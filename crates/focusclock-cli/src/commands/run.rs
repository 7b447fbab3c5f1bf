//! Foreground timer: a one-second countdown, a live clock line, and
//! line-based commands on stdin.

use std::io::{IsTerminal, Write};
use std::time::Duration;

use clap::Args;
use focusclock_core::notify::completion_message;
use focusclock_core::{Event, KeyValueStore, Session};
use tokio::io::{AsyncBufReadExt, BufReader};
use tokio::time::{interval, MissedTickBehavior};
use tracing::{debug, info, warn};

use crate::context::Context;

#[derive(Args)]
pub struct RunArgs {
    /// Start counting down immediately
    #[arg(long)]
    pub start: bool,
}

#[derive(Debug, Clone, PartialEq, Eq)]
enum Input {
    Start,
    Pause,
    Toggle,
    Reset,
    Status,
    Help,
    Quit,
    Unknown(String),
}

impl Input {
    fn parse(line: &str) -> Self {
        match line.trim().to_ascii_lowercase().as_str() {
            "" => Input::Toggle,
            "s" | "start" => Input::Start,
            "p" | "pause" => Input::Pause,
            "r" | "reset" => Input::Reset,
            "status" => Input::Status,
            "h" | "help" | "?" => Input::Help,
            "q" | "quit" | "exit" => Input::Quit,
            other => Input::Unknown(other.to_string()),
        }
    }
}

const HELP: &str = "commands: start (s), pause (p), <enter> toggles, reset (r), status, quit (q)";

pub fn run(ctx: &Context, args: RunArgs) -> Result<(), Box<dyn std::error::Error>> {
    let mut session = ctx.open_session(ctx.config().notifier());

    let runtime = tokio::runtime::Builder::new_current_thread()
        .enable_all()
        .build()?;
    let result = runtime.block_on(drive(&mut session, args.start));
    // The stdin reader blocks a worker thread until the next line arrives.
    runtime.shutdown_background();
    Ok(result?)
}

async fn drive<S: KeyValueStore>(session: &mut Session<S>, autostart: bool) -> std::io::Result<()> {
    println!("{HELP}");
    if autostart {
        session.start();
    }

    let mut countdown = interval(Duration::from_secs(1));
    countdown.set_missed_tick_behavior(MissedTickBehavior::Skip);
    // The first tick resolves immediately; the first second must fully elapse.
    countdown.tick().await;

    let mut clock = interval(Duration::from_secs(1));
    clock.set_missed_tick_behavior(MissedTickBehavior::Skip);

    let mut lines = BufReader::new(tokio::io::stdin()).lines();
    render(session)?;
    let mut stdin_open = true;

    loop {
        tokio::select! {
            _ = countdown.tick() => {
                if let Some(event) = session.tick() {
                    report(&event);
                    render(session)?;
                }
            }
            _ = clock.tick() => render(session)?,
            line = lines.next_line(), if stdin_open => {
                let line = match line {
                    Ok(Some(line)) => line,
                    Ok(None) => {
                        debug!("stdin closed");
                        stdin_open = false;
                        continue;
                    }
                    Err(e) => {
                        warn!("failed to read stdin: {e}");
                        stdin_open = false;
                        continue;
                    }
                };
                match Input::parse(&line) {
                    Input::Quit => break,
                    input => {
                        handle(session, input);
                        render(session)?;
                    }
                }
            }
            signal = tokio::signal::ctrl_c() => {
                if let Err(e) = signal {
                    warn!("failed to listen for ctrl-c: {e}");
                }
                break;
            }
        }
    }

    println!();
    if session.shutdown() {
        info!("timer state saved");
    }
    Ok(())
}

fn handle<S: KeyValueStore>(session: &mut Session<S>, input: Input) {
    match input {
        Input::Start => {
            session.start();
        }
        Input::Pause => {
            session.pause();
        }
        Input::Toggle => {
            if session.timer().is_running() {
                session.pause();
            } else {
                session.start();
            }
        }
        Input::Reset => {
            session.reset();
        }
        Input::Status => match serde_json::to_string(&session.timer().state_snapshot()) {
            Ok(json) => println!("\n{json}"),
            Err(e) => warn!("failed to encode state: {e}"),
        },
        Input::Help => println!("\n{HELP}"),
        Input::Unknown(cmd) => println!("\nunknown command: {cmd}. {HELP}"),
        Input::Quit => {}
    }
}

fn report(event: &Event) {
    if let Event::PhaseCompleted {
        completed,
        next,
        auto_started,
        ..
    } = event
    {
        let mut line = completion_message(*completed, *next);
        if !auto_started {
            line.push_str(" Press enter to start.");
        }
        println!("\n{line}");
    }
}

fn render<S: KeyValueStore>(session: &Session<S>) -> std::io::Result<()> {
    let display = session.display();
    let clock = session.clock(&chrono::Local::now());
    let state = if display.is_running { "running" } else { "paused" };

    let mut out = std::io::stdout().lock();
    if out.is_terminal() {
        write!(out, "\x1b]0;{}\x07", display.title())?;
    }
    write!(
        out,
        "\r{clock}  {:<11} {}  [{state}]  completed: {}   ",
        display.mode_label, display.time, display.completed_focus_count
    )?;
    out.flush()
}
mod engine;
mod mode;

pub use engine::{TimerEngine, TimerSnapshot, LONG_BREAK_EVERY};
pub use mode::Mode;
**********
(PROMPT) Please copy out each line of the listing above that contains the string "autostart".

(EXERCISE RESPONSE)
async fn drive<S: KeyValueStore>(session: &mut Session<S>, autostart: bool) -> std::io::Result<()> {
    if autostart {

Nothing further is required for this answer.